Well, I know that with modern medicine, it's very possible to be legally dead but still end up living, and I'm certain that could happen to an extent back in WWII.

But that's not the main point I want to make. I recently read Quicksilver and I noticed that Enoch's red hair color is referred to repeatedly. I never really pait much attention to it in Cryptonomicon, but I realize now it was mentioned then, too.

Of course, the importance of red hair and longitivity will strike you if you've read Time Enough for Love, in which Lazarus Long mentions that both he and the Wandering Jew were redheads. For those of you who aren't familiar with either story, Lazarus Long was a (fluke) result of a selective breeding experiment with a natural lifespan of several hundred years. The Wandering Jew, on the other hand, is a mideval story of a Jew who for some reason or another offended Jesus and was cursed to walk the Earth until His return.

Can anyone confirm the reference in Time Enough for Love?

October 2004 Updates

Tuomas Värjö writes:

Just a little comment on your continuing discussion about Enoch Root in "Cryptonomicon": when Randy receives the first e-mail from root@pallas.eruditorum.org (p. 302 in my Avon paperback)(Pallas of course being a reference to Athena), he seeks information about eruditorum.org and receives the folloving information:

"eruditorum.org (Societas Eruditorum)

followed by a mailing address: a P.O. Box in Leipzig, Germany"

and then, later on the same page:

"Scrolling down, Randy finds:

Record last updated 18-Nov-98.

Record created 1-Mar-90.

The "90" jumps out. That's a prehistoric date by Internet standards. It means that Societas Eruditorum was way ahead of the game. Especially for a group based in Leipzig, which was part of East Germany until about then."

Leipzig, now, just happens to be the town in which Leibnitz was born and where he started his university career. There was even a journal in Leipzig, called the "Acta Eruditorum" (established in 1682), in which Leibnitz published some of his papers.

Lucas O'Bryen supports the angel hypothesis:

I just finished Cryptonomicon and found your page about the Enoch Root death and resurrection. The angel hypothesis seemed to make the most sense to me, considering all the angel/wizard symbolism and references in the book. One thing that I'm surprised no one mentioned is the bit at the end when Andrew Loeb comes back as Gollum. When he approaches Randy, Amy, and Enoch in the cave.

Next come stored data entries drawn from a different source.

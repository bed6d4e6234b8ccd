//! Input validators for names, links and email addresses.

use url::Url;

use crate::domain::error::DomainError;

pub const PAGE_NAME_MESSAGE: &str =
    "A valid page name can only contain alphanumeric characters, underscores and hyphens";
pub const LINK_MESSAGE: &str = "Enter a valid URL.";
pub const EMAIL_MESSAGE: &str = "Enter a valid e-mail address.";

const LINK_SCHEMES: [&str; 3] = ["http", "https", "ftp"];

pub fn validate_page_name(name: &str) -> Result<(), DomainError> {
    let valid = !name.is_empty()
        && name
            .chars()
            .all(|ch| ch.is_ascii_alphanumeric() || ch == '_' || ch == '-');
    if valid {
        Ok(())
    } else {
        Err(DomainError::invalid("name", PAGE_NAME_MESSAGE))
    }
}

/// Parses an absolute http, https or ftp URL with a host.
pub fn validate_link(raw: &str) -> Result<Url, DomainError> {
    let parsed = Url::parse(raw.trim()).map_err(|_| DomainError::invalid("url", LINK_MESSAGE))?;
    if !LINK_SCHEMES.contains(&parsed.scheme()) || parsed.host_str().is_none() {
        return Err(DomainError::invalid("url", LINK_MESSAGE));
    }
    Ok(parsed)
}

/// Attachment name for a link: the last `/`-separated segment of the URL text.
pub fn link_file_name(raw: &str) -> &str {
    raw.trim().rsplit('/').next().unwrap_or_default()
}

pub fn validate_email(raw: &str) -> Result<String, DomainError> {
    let email = raw.trim();
    let Some((local, domain)) = email.split_once('@') else {
        return Err(DomainError::invalid("email", EMAIL_MESSAGE));
    };

    let local_ok = !local.is_empty()
        && !local.starts_with('.')
        && !local.ends_with('.')
        && local
            .chars()
            .all(|ch| ch.is_ascii_alphanumeric() || "!#$%&'*+/=?^_`{|}~-.".contains(ch));
    let labels: Vec<&str> = domain.split('.').collect();
    let domain_ok = labels.len() >= 2
        && labels.iter().all(|label| {
            !label.is_empty()
                && !label.starts_with('-')
                && !label.ends_with('-')
                && label.chars().all(|ch| ch.is_ascii_alphanumeric() || ch == '-')
        });

    if local_ok && domain_ok {
        Ok(email.to_string())
    } else {
        Err(DomainError::invalid("email", EMAIL_MESSAGE))
    }
}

"Enoch Root has become a column of smoke with a barking, spitting white fire in the center. Andrew Loeb has become a red, comet-shaped disturbance in the stream, marked by a single arm thrust out of the water, a French cuff that is still uncannily white, a cuff link shaped like a little honey bee, and a spindly fist gripping the huge knife... A coherent, wraith-shaped cloud of smoke is drifting away from Enoch over the surface of the river, just coming into the sun where it is suddenly brilliant. Enoch is just standing there holding a great big old .45 and moving his lips in the unsettled cadences of some dead language."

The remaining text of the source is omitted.